From: Proline uptake promotes activation of lymphoid tissue inducer cells to maintain gut homeostasis
a, Expression of Slc6a7 in intestinal ILC3, ILC2, ILC1 and epithelial cells, as assessed by real-time qPCR and normalized to Hprt (n = 5 per group). b, UMAP visualization of intestinal ILCs (from GSE144687). c, Expression of ILC1, ILC2 and ILC3 master transcription factors Tbx21, Gata3 and Rorc in different ILC clusters. d, UMAP visualization of intestinal ILCs using metabolic pathway associated genes in KEGG. e, Heatmap profiling of top 10 differentially expressed metabolic genes in the three clusters in d. f, Expression of Tbx21, Gata3 and Rorc in the three clusters in d. g, Pie diagram showing the distribution of ILC1, ILC2, and ILC3, as annotated in b, in the three clusters in d. h, Violin plots showing the enrichment of major KEGG metabolic pathways in ILC1, ILC2 and ILC3 using GSVA (n = 548, 3253 or 4418 per group). i, Violin plots showing the enrichment of amino acid metabolism in ILC1, ILC2 and ILC3 using GSVA (n = 548, 3253 or 4418 per group). j, Gating strategy for cell sorting of distinct ILC subsets, including LTi, NKp46+ ILC3 and ILC2. Data were representative of at least three independent experiments (a, j).

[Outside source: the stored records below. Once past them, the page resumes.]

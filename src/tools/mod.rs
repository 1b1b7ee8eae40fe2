// src/tools/mod.rs
//! Tool call records extracted from model output.
//!
//! The model writes tool invocations inline in its text using a marker
//! delimited mini-language (see [`markers`]); [`parser`] turns a captured
//! invocation block into OpenAI-compatible [`ToolCall`] records.

pub mod markers;
pub mod parser;

use serde::{Deserialize, Serialize};
use serde_json::Value;
use uuid::Uuid;

/// Function name and raw JSON arguments of a tool call.
#[derive(Debug, Clone, PartialEq, Eq, Serialize, Deserialize)]
pub struct FunctionCall {
    pub name: String,
    pub arguments: String,
}

#[derive(Debug, Clone, PartialEq, Eq, Serialize, Deserialize)]
pub struct ToolCall {
    pub id: String,
    #[serde(rename = "type")]
    pub tool_type: String,
    pub function: FunctionCall,
}

/// Function definition offered to the model in a request.
#[derive(Debug, Clone, Serialize, Deserialize)]
pub struct Function {
    pub name: String,
    #[serde(default, skip_serializing_if = "Option::is_none")]
    pub description: Option<String>,
    #[serde(default)]
    pub parameters: Value,
}

#[derive(Debug, Clone, Serialize, Deserialize)]
pub struct Tool {
    #[serde(rename = "type")]
    pub tool_type: String,
    pub function: Function,
}

/// Build a ToolCall from name/arguments with a provided ID.
pub fn new_tool_call(
    id: impl Into<String>,
    name: impl Into<String>,
    arguments: impl Into<String>,
) -> ToolCall {
    ToolCall {
        id: id.into(),
        tool_type: "function".to_string(),
        function: FunctionCall {
            name: name.into(),
            arguments: arguments.into(),
        },
    }
}

/// Generate a compact tool call ID with required `call_` prefix.
/// Uses 24 hex chars (96 bits) from UUIDv4.
pub fn generate_tool_call_id() -> String {
    let raw = Uuid::new_v4().simple().to_string();
    format!("call_{}", &raw[..24])
}

/// Format tool calls for logging - returns a summary string
pub fn format_tool_calls_summary(tool_calls: &[ToolCall]) -> String {
    tool_calls
        .iter()
        .map(|call| {
            let args = call.function.arguments.replace('\n', " ");
            let truncated = if args.chars().count() > 160 {
                let snippet: String = args.chars().take(160).collect();
                format!("{}...", snippet)
            } else {
                args
            };
            format!("{}(args={})", call.function.name, truncated)
        })
        .collect::<Vec<_>>()
        .join(", ")
}
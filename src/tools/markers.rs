// src/tools/markers.rs
//! Delimiters of the inline tool invocation mini-language.
//!
//! Format:
//! `<｜tool▁calls▁begin｜><｜tool▁call▁begin｜>function<｜tool▁sep｜>{name}\n```json\n{args}\n```<｜tool▁call▁end｜><｜tool▁calls▁end｜>`
//!
//! The outer `calls` pair wraps every call emitted in one turn; each call is
//! wrapped in its own `call` pair.

use serde::{Deserialize, Serialize};

pub const TOOL_CALLS_BEGIN: &str = "<｜tool▁calls▁begin｜>";
pub const TOOL_CALL_BEGIN: &str = "<｜tool▁call▁begin｜>";
pub const TOOL_SEP: &str = "<｜tool▁sep｜>";
pub const TOOL_CALL_END: &str = "<｜tool▁call▁end｜>";
pub const TOOL_CALLS_END: &str = "<｜tool▁calls▁end｜>";

/// The five marker strings bounding a tool invocation block.
#[derive(Clone, Debug, PartialEq, Eq, Serialize, Deserialize)]
pub struct MarkerSet {
    pub tool_calls_begin: String,
    pub tool_call_begin: String,
    pub tool_sep: String,
    pub tool_call_end: String,
    pub tool_calls_end: String,
}

impl Default for MarkerSet {
    fn default() -> Self {
        Self::deepseek()
    }
}

impl MarkerSet {
    /// DeepSeek V3 / R1 special tokens.
    pub fn deepseek() -> Self {
        Self {
            tool_calls_begin: TOOL_CALLS_BEGIN.to_string(),
            tool_call_begin: TOOL_CALL_BEGIN.to_string(),
            tool_sep: TOOL_SEP.to_string(),
            tool_call_end: TOOL_CALL_END.to_string(),
            tool_calls_end: TOOL_CALLS_END.to_string(),
        }
    }

    /// Length of the opening marker in chars. The sliding text window must be
    /// at least this long for a split opening marker to be found.
    pub fn open_marker_chars(&self) -> usize {
        self.tool_calls_begin.chars().count()
    }

    /// Length in bytes of the longest suffix of `text` that is a proper prefix
    /// of the opening marker, i.e. text that could still turn into the marker
    /// once more tokens arrive.
    pub fn partial_open_len(&self, text: &str) -> usize {
        let marker = self.tool_calls_begin.as_str();
        (1..marker.len())
            .rev()
            .filter(|&len| marker.is_char_boundary(len))
            .find(|&len| text.ends_with(&marker[..len]))
            .unwrap_or(0)
    }

    pub fn all(&self) -> [&str; 5] {
        [
            &self.tool_calls_begin,
            &self.tool_call_begin,
            &self.tool_sep,
            &self.tool_call_end,
            &self.tool_calls_end,
        ]
    }
}

#[cfg(test)]
mod tests {
    use super::*;

    #[test]
    fn deepseek_markers_fit_default_window() {
        let markers = MarkerSet::deepseek();
        assert!(markers.open_marker_chars() <= 200);
        assert!(markers.all().iter().all(|m| !m.is_empty()));
    }

    #[test]
    fn partial_open_len_finds_longest_prefix() {
        let markers = MarkerSet::deepseek();
        assert_eq!(markers.partial_open_len("Hello"), 0);
        assert_eq!(markers.partial_open_len("Hello <"), "<".len());
        assert_eq!(markers.partial_open_len("a <｜tool▁"), "<｜tool▁".len());
        // A complete marker is not a partial one.
        assert_eq!(markers.partial_open_len(TOOL_CALLS_BEGIN), 0);
    }

    #[test]
    fn partial_open_len_stops_on_char_boundaries() {
        let markers = MarkerSet::deepseek();
        // Every proper prefix cut on a char boundary is held back whole.
        for (len, _) in TOOL_CALLS_BEGIN.char_indices().skip(1) {
            let text = format!("say {}", &TOOL_CALLS_BEGIN[..len]);
            assert_eq!(markers.partial_open_len(&text), len);
        }
        assert_eq!(markers.partial_open_len("｜"), 0);
        assert_eq!(markers.partial_open_len(""), 0);
    }

    #[test]
    fn partial_open_len_ignores_other_markers() {
        let markers = MarkerSet::deepseek();
        assert_eq!(markers.partial_open_len("<｜tool▁call▁"), 0);
    }
}
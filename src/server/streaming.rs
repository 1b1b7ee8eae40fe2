use super::ChatCompletionChunk;
use axum::response::sse::Event;
use flume::Receiver;
use futures::stream::{BoxStream, StreamExt};
use futures::Stream;
use std::{
    pin::Pin,
    task::{Context, Poll},
};
use tokio::sync::watch;

#[derive(Debug, PartialEq)]
pub enum StreamingStatus {
    Uninitialized,
    Started,
    Interrupted,
    Stopped,
}

pub enum ChatResponse {
    InternalError(String),
    Chunk(ChatCompletionChunk),
    Done, //finish flag
}

/// SSE body fed by the generation task through a channel.
///
/// Dropping it before `Done` (client went away) signals `disconnect_tx` so the
/// task stops pulling from the backend.
pub struct Streamer {
    rx: BoxStream<'static, ChatResponse>,
    status: StreamingStatus,
    disconnect_tx: Option<watch::Sender<bool>>,
}

impl Streamer {
    pub fn new(rx: Receiver<ChatResponse>, disconnect_tx: Option<watch::Sender<bool>>) -> Self {
        Self {
            rx: rx.into_stream().boxed(),
            status: StreamingStatus::Uninitialized,
            disconnect_tx,
        }
    }

    pub fn status(&self) -> &StreamingStatus {
        &self.status
    }
}

impl Drop for Streamer {
    fn drop(&mut self) {
        if self.status != StreamingStatus::Stopped {
            if let Some(tx) = self.disconnect_tx.as_ref() {
                let _ = tx.send(true);
            }
        }
    }
}

impl Stream for Streamer {
    type Item = Result<Event, axum::Error>;

    fn poll_next(mut self: Pin<&mut Self>, cx: &mut Context<'_>) -> Poll<Option<Self::Item>> {
        if self.status == StreamingStatus::Stopped {
            return Poll::Ready(None);
        }
        match self.rx.poll_next_unpin(cx) {
            Poll::Ready(Some(resp)) => match resp {
                ChatResponse::InternalError(e) => {
                    let body = serde_json::json!({ "error": { "message": e } });
                    Poll::Ready(Some(Ok(Event::default().data(body.to_string()))))
                }
                ChatResponse::Chunk(response) => {
                    if self.status != StreamingStatus::Started {
                        self.status = StreamingStatus::Started;
                    }
                    Poll::Ready(Some(Event::default().json_data(response)))
                }
                ChatResponse::Done => {
                    self.status = StreamingStatus::Stopped;
                    Poll::Ready(Some(Ok(Event::default().data("[DONE]"))))
                }
            },
            // Sender dropped without `Done`.
            Poll::Ready(None) => {
                self.status = StreamingStatus::Interrupted;
                Poll::Ready(None)
            }
            Poll::Pending => Poll::Pending,
        }
    }
}
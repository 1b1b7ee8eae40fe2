pub mod backend;

use futures::stream::BoxStream;
use serde::{Deserialize, Serialize};
use std::fmt;

use crate::server::ChatCompletionRequest;

#[macro_export]
macro_rules! log_info {
    ($($arg:tt)*) => {
        {
            tracing::info!($($arg)*);
        }
    };
}

#[macro_export]
macro_rules! log_warn {
    ($($arg:tt)*) => {
        {
            tracing::warn!($($arg)*);
        }
    };
}

#[macro_export]
macro_rules! log_error {
    ($($arg:tt)*) => {
        {
            tracing::error!($($arg)*);
        }
    };
}

/// Why the backend stopped generating.
#[derive(Debug, Clone, Copy, PartialEq, Eq, Serialize, Deserialize)]
#[serde(rename_all = "snake_case")]
pub enum FinishReason {
    Stop,
    Length,
    ToolCalls,
    ContentFilter,
}

impl FinishReason {
    pub fn as_str(&self) -> &'static str {
        match self {
            FinishReason::Stop => "stop",
            FinishReason::Length => "length",
            FinishReason::ToolCalls => "tool_calls",
            FinishReason::ContentFilter => "content_filter",
        }
    }
}

impl fmt::Display for FinishReason {
    fn fmt(&self, f: &mut fmt::Formatter<'_>) -> fmt::Result {
        f.write_str(self.as_str())
    }
}

/// One decoded unit of generated text.
#[derive(Debug, Clone, PartialEq, Serialize, Deserialize)]
pub struct Token {
    pub text: String,
    #[serde(default)]
    pub finish_reason: Option<FinishReason>,
}

impl Token {
    pub fn text(text: impl Into<String>) -> Self {
        Self {
            text: text.into(),
            finish_reason: None,
        }
    }

    pub fn finished(text: impl Into<String>, reason: FinishReason) -> Self {
        Self {
            text: text.into(),
            finish_reason: Some(reason),
        }
    }
}

/// Terminal accounting record, always the last item of a backend stream.
#[derive(Debug, Clone, Default, PartialEq, Serialize, Deserialize)]
pub struct RawUsage {
    pub tokenize_time: f64,
    pub prefill_time: f64,
    pub decode_time: f64,
    pub prefill_count: usize,
    pub decode_count: usize,
}

impl RawUsage {
    fn rate(count: usize, secs: f64) -> f64 {
        if secs > 0.0 {
            count as f64 / secs
        } else {
            0.0
        }
    }

    pub fn log_summary(&self, request_id: &str) {
        crate::log_info!(
            "[{}] Prompt: {} tokens in {:.2}s ({:.2} tokens/s), Decoded: {} tokens in {:.2}s ({:.2} tokens/s)",
            request_id,
            self.prefill_count,
            self.prefill_time,
            Self::rate(self.prefill_count, self.prefill_time),
            self.decode_count,
            self.decode_time,
            Self::rate(self.decode_count, self.decode_time),
        );
    }
}

#[derive(Debug, Clone, PartialEq)]
pub enum StreamItem {
    Token(Token),
    Usage(RawUsage),
}

/// Stream of generation items for a single request. An `Err` aborts the stream.
pub type TokenStream = BoxStream<'static, Result<StreamItem, String>>;

/// Producer of token streams. One call per request; the returned stream is
/// consumed sequentially and dropping it cancels the generation.
pub trait Backend: Send + Sync {
    fn inference(&self, request: &ChatCompletionRequest, request_id: &str) -> TokenStream;
}
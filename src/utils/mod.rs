pub mod config;
pub mod tail_buffer;

use std::time::{SystemTime, UNIX_EPOCH};

/// Seconds since the Unix epoch, as used in `created` fields.
pub fn unix_timestamp() -> u64 {
    SystemTime::now()
        .duration_since(UNIX_EPOCH)
        .map(|d| d.as_secs())
        .unwrap_or(0)
}
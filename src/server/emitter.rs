// src/server/emitter.rs
//! Streaming path: classifier results to `chat.completion.chunk` frames.

use super::logger::ChatCompletionLogger;
use super::parser::{StreamResult, StreamToolParser};
use super::{
    system_fingerprint, ChatChoiceChunk, ChatCompletionChunk, Delta, FunctionDelta, StreamError,
    ToolCallDelta, Usage,
};
use crate::core::{FinishReason, RawUsage, StreamItem, Token, TokenStream};
use crate::tools::ToolCall;
use crate::utils::config::StreamOptions;
use futures::stream::{self, BoxStream, StreamExt};
use std::collections::VecDeque;
use std::sync::Arc;

/// Builds the frames of one streamed response.
pub struct ChunkEmitter {
    id: String,
    model: String,
    created: u64,
    system_fingerprint: String,
    options: StreamOptions,
    next_tool_index: usize,
    finish_sent: bool,
    done: bool,
}

impl ChunkEmitter {
    pub fn new(id: impl Into<String>, model: impl Into<String>, options: StreamOptions) -> Self {
        Self {
            id: id.into(),
            model: model.into(),
            created: crate::utils::unix_timestamp(),
            system_fingerprint: system_fingerprint(),
            options,
            next_tool_index: 0,
            finish_sent: false,
            done: false,
        }
    }

    /// No more frames will be produced; the backend need not be polled again.
    pub fn is_done(&self) -> bool {
        self.done
    }

    pub fn tool_call_count(&self) -> usize {
        self.next_tool_index
    }

    fn chunk(&self, choices: Vec<ChatChoiceChunk>, usage: Option<Usage>) -> ChatCompletionChunk {
        ChatCompletionChunk {
            id: self.id.clone(),
            object: "chat.completion.chunk",
            created: self.created,
            model: self.model.clone(),
            system_fingerprint: self.system_fingerprint.clone(),
            choices,
            usage,
        }
    }

    fn delta_chunk(&self, delta: Delta, finish_reason: Option<FinishReason>) -> ChatCompletionChunk {
        self.chunk(
            vec![ChatChoiceChunk {
                index: 0,
                delta,
                finish_reason,
            }],
            None,
        )
    }

    pub fn content_chunk(&self, content: String) -> ChatCompletionChunk {
        self.delta_chunk(
            Delta {
                content: Some(content),
                ..Default::default()
            },
            None,
        )
    }

    pub fn finish_chunk(&self, reason: FinishReason) -> ChatCompletionChunk {
        self.delta_chunk(Delta::default(), Some(reason))
    }

    pub fn usage_chunk(&self, usage: &RawUsage) -> ChatCompletionChunk {
        self.chunk(vec![], Some(Usage::from(usage)))
    }

    /// Open frame (index, id, name, empty arguments) then the arguments frame.
    fn tool_call_chunks(&mut self, call: ToolCall) -> [ChatCompletionChunk; 2] {
        let index = self.next_tool_index;
        self.next_tool_index += 1;
        let open = Delta {
            role: Some("assistant"),
            tool_calls: Some(vec![ToolCallDelta {
                index,
                id: Some(call.id),
                tool_type: Some(call.tool_type),
                function: FunctionDelta {
                    name: Some(call.function.name),
                    arguments: String::new(),
                },
            }]),
            ..Default::default()
        };
        let args = Delta {
            tool_calls: Some(vec![ToolCallDelta {
                index,
                id: None,
                tool_type: None,
                function: FunctionDelta {
                    name: None,
                    arguments: call.function.arguments,
                },
            }]),
            ..Default::default()
        };
        [self.delta_chunk(open, None), self.delta_chunk(args, None)]
    }

    fn final_reason(&self, reason: FinishReason) -> FinishReason {
        if self.next_tool_index > 0 {
            FinishReason::ToolCalls
        } else {
            reason
        }
    }

    fn push_finish(&mut self, reason: FinishReason, out: &mut Vec<ChatCompletionChunk>) {
        if !self.finish_sent {
            self.finish_sent = true;
            out.push(self.finish_chunk(self.final_reason(reason)));
        }
    }

    /// Frames for one classifier result.
    pub fn emit(&mut self, result: StreamResult) -> Vec<ChatCompletionChunk> {
        let mut out = Vec::new();
        if self.done {
            return out;
        }
        match result {
            StreamResult::Content(text) | StreamResult::FlushBuffer(text) => {
                if !text.is_empty() {
                    out.push(self.content_chunk(text));
                }
            }
            StreamResult::ToolCalls(calls) => {
                for call in calls {
                    out.extend(self.tool_call_chunks(call));
                }
                if !self.options.continue_after_tool_call {
                    self.push_finish(FinishReason::ToolCalls, &mut out);
                    self.done = true;
                }
            }
            // The finishing token's own text is not streamed.
            StreamResult::Finish { reason, .. } => self.push_finish(reason, &mut out),
        }
        out
    }

    /// Terminal frames on the usage record: withheld text, a finish frame if
    /// none was sent yet, then the usage frame.
    pub fn emit_usage(
        &mut self,
        withheld: Option<String>,
        usage: &RawUsage,
    ) -> Vec<ChatCompletionChunk> {
        if self.done {
            return Vec::new();
        }
        let mut out = self.emit_end(withheld);
        out.push(self.usage_chunk(usage));
        out
    }

    /// Terminal frames when the backend is exhausted.
    pub fn emit_end(&mut self, withheld: Option<String>) -> Vec<ChatCompletionChunk> {
        let mut out = Vec::new();
        if self.done {
            return out;
        }
        if let Some(text) = withheld.filter(|t| !t.is_empty()) {
            out.push(self.content_chunk(text));
        }
        self.push_finish(FinishReason::Stop, &mut out);
        self.done = true;
        out
    }
}

struct ChunkDriver {
    tokens: Option<TokenStream>,
    parser: StreamToolParser,
    emitter: ChunkEmitter,
    queue: VecDeque<ChatCompletionChunk>,
    logger: Option<Arc<ChatCompletionLogger>>,
}

impl ChunkDriver {
    fn on_token(&mut self, token: Token) {
        if let Some(logger) = &self.logger {
            logger.log_stream_token(&token.text);
        }
        for result in self.parser.process_token(&token.text, token.finish_reason) {
            self.queue.extend(self.emitter.emit(result));
            if self.emitter.is_done() {
                break;
            }
        }
        if self.emitter.is_done() {
            crate::log_info!(
                "[{}] Stream finished after {} tool call(s)",
                self.emitter.id,
                self.emitter.tool_call_count()
            );
            self.stop();
        }
    }

    fn on_usage(&mut self, usage: RawUsage) {
        usage.log_summary(&self.emitter.id);
        let withheld = self.parser.finish();
        let frames = self.emitter.emit_usage(withheld, &usage);
        self.queue.extend(frames);
        self.stop();
    }

    fn on_end(&mut self) {
        crate::log_warn!(
            "[{}] Backend stream ended without a usage record",
            self.emitter.id
        );
        let withheld = self.parser.finish();
        let frames = self.emitter.emit_end(withheld);
        self.queue.extend(frames);
        self.stop();
    }

    // Dropping the backend stream cancels the generation.
    fn stop(&mut self) {
        self.tokens = None;
        if let (Some(logger), Some(last)) = (&self.logger, self.queue.back()) {
            logger.log_stream_end(last);
        }
    }
}

/// Drive `tokens` through the classifier and emitter, yielding frames in order.
///
/// The backend is polled only while the next frame is requested, so a
/// consumer that stops reading also stops generation. A backend error is
/// yielded once and ends the stream.
pub fn chunk_stream(
    tokens: TokenStream,
    parser: StreamToolParser,
    emitter: ChunkEmitter,
    logger: Option<Arc<ChatCompletionLogger>>,
) -> BoxStream<'static, Result<ChatCompletionChunk, StreamError>> {
    let driver = ChunkDriver {
        tokens: Some(tokens),
        parser,
        emitter,
        queue: VecDeque::new(),
        logger,
    };
    stream::unfold(driver, |mut driver| async move {
        loop {
            if let Some(chunk) = driver.queue.pop_front() {
                return Some((Ok(chunk), driver));
            }
            let tokens = driver.tokens.as_mut()?;
            let item = tokens.next().await;
            match item {
                Some(Ok(StreamItem::Token(token))) => driver.on_token(token),
                Some(Ok(StreamItem::Usage(usage))) => driver.on_usage(usage),
                Some(Err(e)) => {
                    crate::log_error!("[{}] Backend stream failed: {}", driver.emitter.id, e);
                    if let Some(logger) = &driver.logger {
                        logger.log_error(&e);
                    }
                    driver.tokens = None;
                    return Some((Err(StreamError::Backend(e)), driver));
                }
                None => driver.on_end(),
            }
        }
    })
    .boxed()
}
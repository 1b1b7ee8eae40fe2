// src/server/logger.rs
//! Chat completion request/response logger.
//! Enable by setting environment variable TOOL_STREAM_CHAT_LOGGER=true

use super::{ChatCompletionChunk, ChatCompletionRequest, ChatCompletionResponse};
use crate::tools::ToolCall;
use std::fs::{self, OpenOptions};
use std::io::Write;
use std::path::Path;
use std::sync::Arc;

pub const CHAT_LOGGER_ENV: &str = "TOOL_STREAM_CHAT_LOGGER";

/// Check if chat logging is enabled via environment variable
pub fn is_logging_enabled() -> bool {
    std::env::var(CHAT_LOGGER_ENV)
        .map(|v| v.eq_ignore_ascii_case("true") || v == "1")
        .unwrap_or(false)
}

/// Writes one request's traffic to its own file under `log/`.
pub struct ChatCompletionLogger {
    file_path: String,
}

impl ChatCompletionLogger {
    /// Returns None if logging is disabled.
    pub fn new(request_id: &str) -> Option<Arc<Self>> {
        if !is_logging_enabled() {
            return None;
        }

        let log_dir = Path::new("log");
        if !log_dir.exists() {
            let _ = fs::create_dir_all(log_dir);
        }

        let file_path = format!("log/{}_{}.log", crate::utils::unix_timestamp(), request_id);
        crate::log_info!("Chat logging enabled, writing to: {}", file_path);
        Some(Arc::new(Self { file_path }))
    }

    fn write(&self, content: &str) {
        if let Ok(mut file) = OpenOptions::new()
            .create(true)
            .append(true)
            .open(&self.file_path)
        {
            let _ = file.write_all(content.as_bytes());
        }
    }

    pub fn log_request(&self, request: &ChatCompletionRequest) {
        if let Ok(json) = serde_json::to_string_pretty(request) {
            self.write(&format!("=== REQUEST ===\n{}\n\n=== MODEL RESPONSE ===\n", json));
        }
    }

    pub fn log_stream_token(&self, token: &str) {
        self.write(token);
    }

    /// Log raw tool call body before parsing
    pub fn log_raw_tool_body(&self, raw: &str) {
        self.write(&format!("\n\n=== RAW TOOL BODY ===\n{}\n", raw));
    }

    /// Log parsed tool calls with a label
    pub fn log_tool_calls(&self, label: &str, tool_calls: &[ToolCall]) {
        if tool_calls.is_empty() {
            return;
        }
        if let Ok(json) = serde_json::to_string_pretty(tool_calls) {
            self.write(&format!(
                "\n=== {} TOOL CALLS ({}) ===\n{}\n",
                label.to_uppercase(),
                tool_calls.len(),
                json
            ));
        }
    }

    pub fn log_stream_end(&self, final_chunk: &ChatCompletionChunk) {
        if let Ok(json) = serde_json::to_string_pretty(final_chunk) {
            self.write(&format!("\n\n=== FINAL CHUNK ===\n{}\n", json));
        }
    }

    pub fn log_response(&self, response: &ChatCompletionResponse) {
        if let Ok(json) = serde_json::to_string_pretty(response) {
            self.write(&format!("\n=== RESPONSE ===\n{}\n", json));
        }
    }

    pub fn log_error(&self, error: &str) {
        self.write(&format!("\n=== ERROR ===\n{}\n", error));
    }
}
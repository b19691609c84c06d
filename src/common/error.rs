use std::fmt;

use thiserror::Error;

use super::types::{PageId, RecordId, SlotId, TableId, TransactionId};

/// Why a transaction's lock request was refused.
#[derive(Debug, Clone, Copy, PartialEq, Eq)]
pub enum AbortReason {
    /// Waiting would close a cycle in the wait-for graph
    Deadlock,
    /// The lock was not granted within the configured timeout
    Timeout,
    /// Release of a lock the transaction does not hold
    LockNotHeld,
}

impl fmt::Display for AbortReason {
    fn fmt(&self, f: &mut fmt::Formatter<'_>) -> fmt::Result {
        match self {
            AbortReason::Deadlock => write!(f, "deadlock"),
            AbortReason::Timeout => write!(f, "lock wait timed out"),
            AbortReason::LockNotHeld => write!(f, "lock not held"),
        }
    }
}

/// Coarse classification of [`HeapDbError`].
#[derive(Debug, Clone, Copy, PartialEq, Eq)]
pub enum ErrorKind {
    /// The transaction must abort; retrying it may succeed
    Aborted,
    /// Underlying file I/O failed; not retried
    IoFailure,
    /// No evictable page, or no free slot
    CapacityExhausted,
    /// A page, table or tuple reference did not resolve
    NotFound,
    /// Malformed schema, catalog entry or configuration
    InvalidArgument,
}

/// Database error types
#[derive(Error, Debug)]
pub enum HeapDbError {
    #[error("{tid} aborted on {page_id}: {reason}")]
    Aborted {
        tid: TransactionId,
        page_id: PageId,
        reason: AbortReason,
    },

    #[error("I/O error: {0}")]
    Io(#[from] std::io::Error),

    #[error("Page {page_no} is beyond the end of the file ({num_pages} pages)")]
    PageOutOfBounds { page_no: u32, num_pages: u32 },

    #[error("Record {0} could not be decoded")]
    CorruptRecord(RecordId),

    #[error("Buffer pool is full, no evictable pages available")]
    BufferPoolFull,

    #[error("Page {0} has no free slot")]
    PageFull(PageId),

    #[error("Page {0} not found")]
    PageNotFound(PageId),

    #[error("Table {0} not found")]
    TableNotFound(TableId),

    #[error("Table '{0}' not found")]
    TableNameNotFound(String),

    #[error("Tuple has no record id")]
    MissingRecordId,

    #[error("Record {0} does not belong to this page")]
    ForeignRecord(RecordId),

    #[error("Invalid slot ID: {0}")]
    InvalidSlot(u16),

    #[error("Slot {0} is empty")]
    EmptySlot(u16),

    #[error("Tuple does not match the table schema: {0}")]
    SchemaMismatch(String),

    #[error("Invalid schema: {0}")]
    InvalidSchema(String),

    #[error("Invalid catalog entry at line {line}: {message}")]
    CatalogParse { line: usize, message: String },

    #[error("Invalid configuration: {0}")]
    InvalidConfig(String),

    #[error("Page size mismatch: expected {expected}, got {actual}")]
    PageSizeMismatch { expected: usize, actual: usize },
}

impl HeapDbError {
    pub(crate) fn aborted(tid: TransactionId, page_id: PageId, reason: AbortReason) -> Self {
        HeapDbError::Aborted {
            tid,
            page_id,
            reason,
        }
    }

    pub(crate) fn empty_slot(slot: SlotId) -> Self {
        HeapDbError::EmptySlot(slot.as_u16())
    }

    pub fn kind(&self) -> ErrorKind {
        match self {
            HeapDbError::Aborted { .. } => ErrorKind::Aborted,
            HeapDbError::Io(_)
            | HeapDbError::PageOutOfBounds { .. }
            | HeapDbError::CorruptRecord(_) => ErrorKind::IoFailure,
            HeapDbError::BufferPoolFull | HeapDbError::PageFull(_) => {
                ErrorKind::CapacityExhausted
            }
            HeapDbError::PageNotFound(_)
            | HeapDbError::TableNotFound(_)
            | HeapDbError::TableNameNotFound(_)
            | HeapDbError::MissingRecordId
            | HeapDbError::ForeignRecord(_)
            | HeapDbError::InvalidSlot(_)
            | HeapDbError::EmptySlot(_) => ErrorKind::NotFound,
            HeapDbError::SchemaMismatch(_)
            | HeapDbError::InvalidSchema(_)
            | HeapDbError::CatalogParse { .. }
            | HeapDbError::InvalidConfig(_)
            | HeapDbError::PageSizeMismatch { .. } => ErrorKind::InvalidArgument,
        }
    }

    /// Returns true if the caller should abort (and may retry) the transaction.
    pub fn is_aborted(&self) -> bool {
        self.kind() == ErrorKind::Aborted
    }
}

pub type Result<T> = std::result::Result<T, HeapDbError>;

#[cfg(test)]
mod tests {
    use super::*;

    #[test]
    fn test_abort_is_distinguishable() {
        let tid = TransactionId::new();
        let err = HeapDbError::aborted(tid, PageId::new(TableId(1), 2), AbortReason::Deadlock);
        assert!(err.is_aborted());
        assert_eq!(err.kind(), ErrorKind::Aborted);

        assert!(!HeapDbError::BufferPoolFull.is_aborted());
        assert_eq!(
            HeapDbError::BufferPoolFull.kind(),
            ErrorKind::CapacityExhausted
        );
    }

    #[test]
    fn test_io_error_conversion() {
        let io_err = std::io::Error::new(std::io::ErrorKind::NotFound, "file not found");
        let err: HeapDbError = io_err.into();
        assert_eq!(err.kind(), ErrorKind::IoFailure);
    }

    #[test]
    fn test_error_display() {
        let err = HeapDbError::PageOutOfBounds {
            page_no: 3,
            num_pages: 2,
        };
        assert_eq!(
            err.to_string(),
            "Page 3 is beyond the end of the file (2 pages)"
        );
    }
}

Data were presented as the mean ± s.e.m (a). For box plots, the three horizontal lines of the box represented the third quartile, median and first quartile, respectively, from top to bottom. The whiskers below and above the box represented maximum and minimum of data no more than 1.5-fold IQR (inter-quartile range) from the hinge (h,i). The statistical significance was determined by two-sided unpaired Mann-Whitney U test (h).